Il tema della riesportazione delle armi svizzere, nel caso specifico verso l’Ucraina, continua a far discutere sotto la cupola di Palazzo federale ma per il momento nulla cambia concretamente: la legge non verrà allentata ma il Nazionale oggi, mercoledì, ha fatto pressione sul Consiglio federale, adottando di misura la prima parte di una mozione.
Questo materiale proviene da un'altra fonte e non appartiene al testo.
//! HTML-to-Markdown extraction for downloaded newsletter posts.
//!
//! Turns one noisy HTML document into Markdown suitable for downstream
//! summarization. The pipeline:
//! 1. Prunes structural noise (scripts, styles, navigation, ad containers)
//!    from the parsed DOM
//! 2. Scores the pruned document with the readability heuristic to isolate
//!    the main content region
//! 3. Converts that region to Markdown via `htmd`
//!
//! Whitespace canonicalization lives in [`cleanup`] and the advisory
//! quality checks in [`validate`].

mod cleanup;
mod validate;

use std::sync::LazyLock;

use scraper::Html;
use tracing::{debug, instrument};
use url::Url;

use postpress_shared::{PostpressError, Result};

pub use cleanup::normalize;
pub use validate::{ValidationReport, validate};

/// Tags whose entire subtree is structural noise in a newsletter page.
const NOISE_TAGS: &[&str] = &["script", "style", "nav", "footer", "aside"];

/// Class names marking ad or tracking containers.
const NOISE_CLASSES: &[&str] = &["ad", "advertisement", "tracking"];

/// Base URL handed to the readability scorer. Inputs are local files, so
/// there is nothing meaningful to resolve relative links against.
static LOCAL_BASE: LazyLock<Url> =
    LazyLock::new(|| Url::parse("https://localhost/").expect("valid URL"));

/// Extract the main content of one HTML document as Markdown.
///
/// Returns `Ok(None)` when the document has no identifiable main content;
/// that is a skip, not an error. The output never contains pruned noise,
/// but residual inline markup the readability heuristic did not recognize
/// may survive; the [`validate`] checks flag (without blocking) such cases.
#[instrument(skip(html), fields(input_len = html.len()))]
pub fn extract(html: &str) -> Result<Option<String>> {
    let pruned = prune_noise(html);

    let article = match readability::extractor::extract(&mut pruned.as_bytes(), &LOCAL_BASE) {
        Ok(article) => article,
        Err(e) => {
            debug!(error = %e, "readability found no content");
            return Ok(None);
        }
    };

    if article.content.trim().is_empty() {
        return Ok(None);
    }

    let converter = htmd::HtmlToMarkdown::builder()
        .skip_tags(vec!["script", "style", "iframe", "noscript", "svg"])
        .build();

    let markdown = converter
        .convert(&article.content)
        .map_err(|e| PostpressError::Conversion(format!("htmd conversion failed: {e}")))?;

    if markdown.trim().is_empty() {
        return Ok(None);
    }

    debug!(markdown_len = markdown.len(), "extraction complete");
    Ok(Some(markdown))
}

/// Remove noise subtrees from the document and re-serialize it.
///
/// Drops every `script`/`style`/`nav`/`footer`/`aside` element and every
/// element carrying an `ad`, `advertisement`, or `tracking` class, each
/// including its descendants. Siblings are left untouched.
fn prune_noise(html: &str) -> String {
    let mut doc = Html::parse_document(html);

    let doomed: Vec<_> = doc
        .tree
        .nodes()
        .filter(|node| {
            node.value().as_element().is_some_and(|el| {
                NOISE_TAGS.contains(&el.name())
                    || el.classes().any(|class| NOISE_CLASSES.contains(&class))
            })
        })
        .map(|node| node.id())
        .collect();

    for id in doomed {
        if let Some(mut node) = doc.tree.get_mut(id) {
            node.detach();
        }
    }

    doc.root_element().html()
}

#[cfg(test)]
mod tests {
    use super::*;

    const ARTICLE_BODY: &str = "<article>\
        <h1>Why Compilers Hoard Registers</h1>\
        <p>Register allocation is the quiet workhorse of every optimizing \
        compiler, and understanding why spill decisions ripple through an \
        entire function body takes more than a glance at the emitted \
        assembly listing.</p>\
        <p>In this issue we walk through graph coloring from first \
        principles, look at how linear scan trades allocation quality for \
        compile speed, and examine the heuristics production backends use \
        when the interference graph refuses to cooperate.</p>\
        <p>Finally, we benchmark three real workloads to see how much a \
        single forced spill inside a hot loop actually costs, and why the \
        answer surprised the team that reported the regression in the \
        first place.</p>\
        </article>";

    fn page(extra: &str) -> String {
        format!("<html><head><title>Issue 42</title></head><body>{extra}{ARTICLE_BODY}</body></html>")
    }

    #[test]
    fn prune_drops_script_and_style_content() {
        let html = page("<script>alert('tracked');</script><style>body{color:red}</style>");
        let pruned = prune_noise(&html);
        assert!(!pruned.contains("alert"));
        assert!(!pruned.contains("color:red"));
        assert!(pruned.contains("Register allocation"));
    }

    #[test]
    fn prune_drops_boilerplate_regions_with_descendants() {
        let html = page(
            "<nav><ul><li><a href=\"/archive\">Archive</a></li></ul></nav>\
             <aside><p>Sponsored reading list</p></aside>\
             <footer><p>Unsubscribe at any time</p></footer>",
        );
        let pruned = prune_noise(&html);
        assert!(!pruned.contains("Archive"));
        assert!(!pruned.contains("Sponsored reading list"));
        assert!(!pruned.contains("Unsubscribe"));
    }

    #[test]
    fn prune_drops_ad_classed_elements() {
        let html = page(
            "<div class=\"ad\">Buy the course</div>\
             <div class=\"sidebar advertisement\">Banner here</div>\
             <div class=\"tracking\"><img src=\"pixel.gif\"></div>",
        );
        let pruned = prune_noise(&html);
        assert!(!pruned.contains("Buy the course"));
        assert!(!pruned.contains("Banner here"));
        assert!(!pruned.contains("pixel.gif"));
    }

    #[test]
    fn prune_keeps_unrelated_classes() {
        let html = page("<div class=\"adjacent\">Kept paragraph</div>");
        let pruned = prune_noise(&html);
        assert!(pruned.contains("Kept paragraph"));
    }

    #[test]
    fn extract_returns_markdown_without_noise() {
        let html = page("<script>alert('tracked');</script><nav><a href=\"/\">Home</a></nav>");
        let markdown = extract(&html).unwrap().expect("content present");

        assert!(markdown.contains("Register allocation"));
        assert!(markdown.contains("graph coloring"));
        assert!(!markdown.contains("alert"));
        assert!(!markdown.contains("<script"));
    }

    #[test]
    fn extract_empty_body_yields_none() {
        let result = extract("<html><head><title>x</title></head><body></body></html>").unwrap();
        assert!(result.is_none());
    }
}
Per la Camera del Popolo, la riesportazione di materiale bellico deve essere possibile solo se il Consiglio di sicurezza dell’ONU dichiara in una risoluzione una violazione del divieto dell'uso della forza ai sensi del diritto internazionale. La decisione è stata presa per 98 voti a 96 e 2 astensioni. “Questo, tuttavia, è già possibile”, ha dichiarato in aula il ministro dell’economia Guy Parmelin.
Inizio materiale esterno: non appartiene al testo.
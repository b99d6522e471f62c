//! Batch-conversion configuration.
//!
//! There is deliberately no config file, CLI surface, or environment
//! lookup here: the embedding application (an agent runtime) passes a
//! [`BatchConfig`] in directly.

use serde::{Deserialize, Serialize};

use crate::error::{PostpressError, Result};

/// Default size of the conversion worker pool.
pub const DEFAULT_MAX_WORKERS: usize = 4;

/// Configuration for a batch conversion run.
#[derive(Debug, Clone, Serialize, Deserialize)]
pub struct BatchConfig {
    /// Maximum number of files converted concurrently.
    #[serde(default = "default_max_workers")]
    pub max_workers: usize,
}

impl Default for BatchConfig {
    fn default() -> Self {
        Self {
            max_workers: DEFAULT_MAX_WORKERS,
        }
    }
}

fn default_max_workers() -> usize {
    DEFAULT_MAX_WORKERS
}

impl BatchConfig {
    /// Validate the configuration before a batch run starts.
    pub fn validate(&self) -> Result<()> {
        if self.max_workers == 0 {
            return Err(PostpressError::config("max_workers must be at least 1"));
        }
        Ok(())
    }
}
I deputati hanno respinto la seconda parte dell’atto parlamentare – 117 voti a 98 – che chiedeva di consentire al Governo di revocare il divieto di riesportazione anche nel caso in cui l'Assemblea generale delle Nazioni Unite avesse riscontrato, con una maggioranza di due terzi, una violazione del divieto internazionale sull'uso della forza.
Nessun sostanziale cambiamento in atto, quindi, rispetto alla prassi restrittiva che vieta la riesportazione, nonostante la Confederazione si trovi sotto pressione affinché acconsenta ai paesi che hanno comprato armamenti svizzeri di inviarli a Kiev. Il tema è ormai nelle mani del Parlamento che si mostra tuttavia diviso in ragione della neutralità elvetica.
Un gesto simbolico
Il primo "sì" a un aspetto particolare della mozione, sebbene risicato, rappresenta soprattutto un atto simbolico di sostegno all'Ucraina nella guerra che l'oppone alla Russia. Diversi oratori hanno infatti ricordato il diritto di veto di cui dispongono i cinque membri permanenti del Consiglio di sicurezza, ossia Stati Uniti, Cina, Gran Bretagna, Francia e la stessa Russia: è chiaro che quest'ultima opporrebbe il proprio veto qualora una simile risoluzione venisse presentata.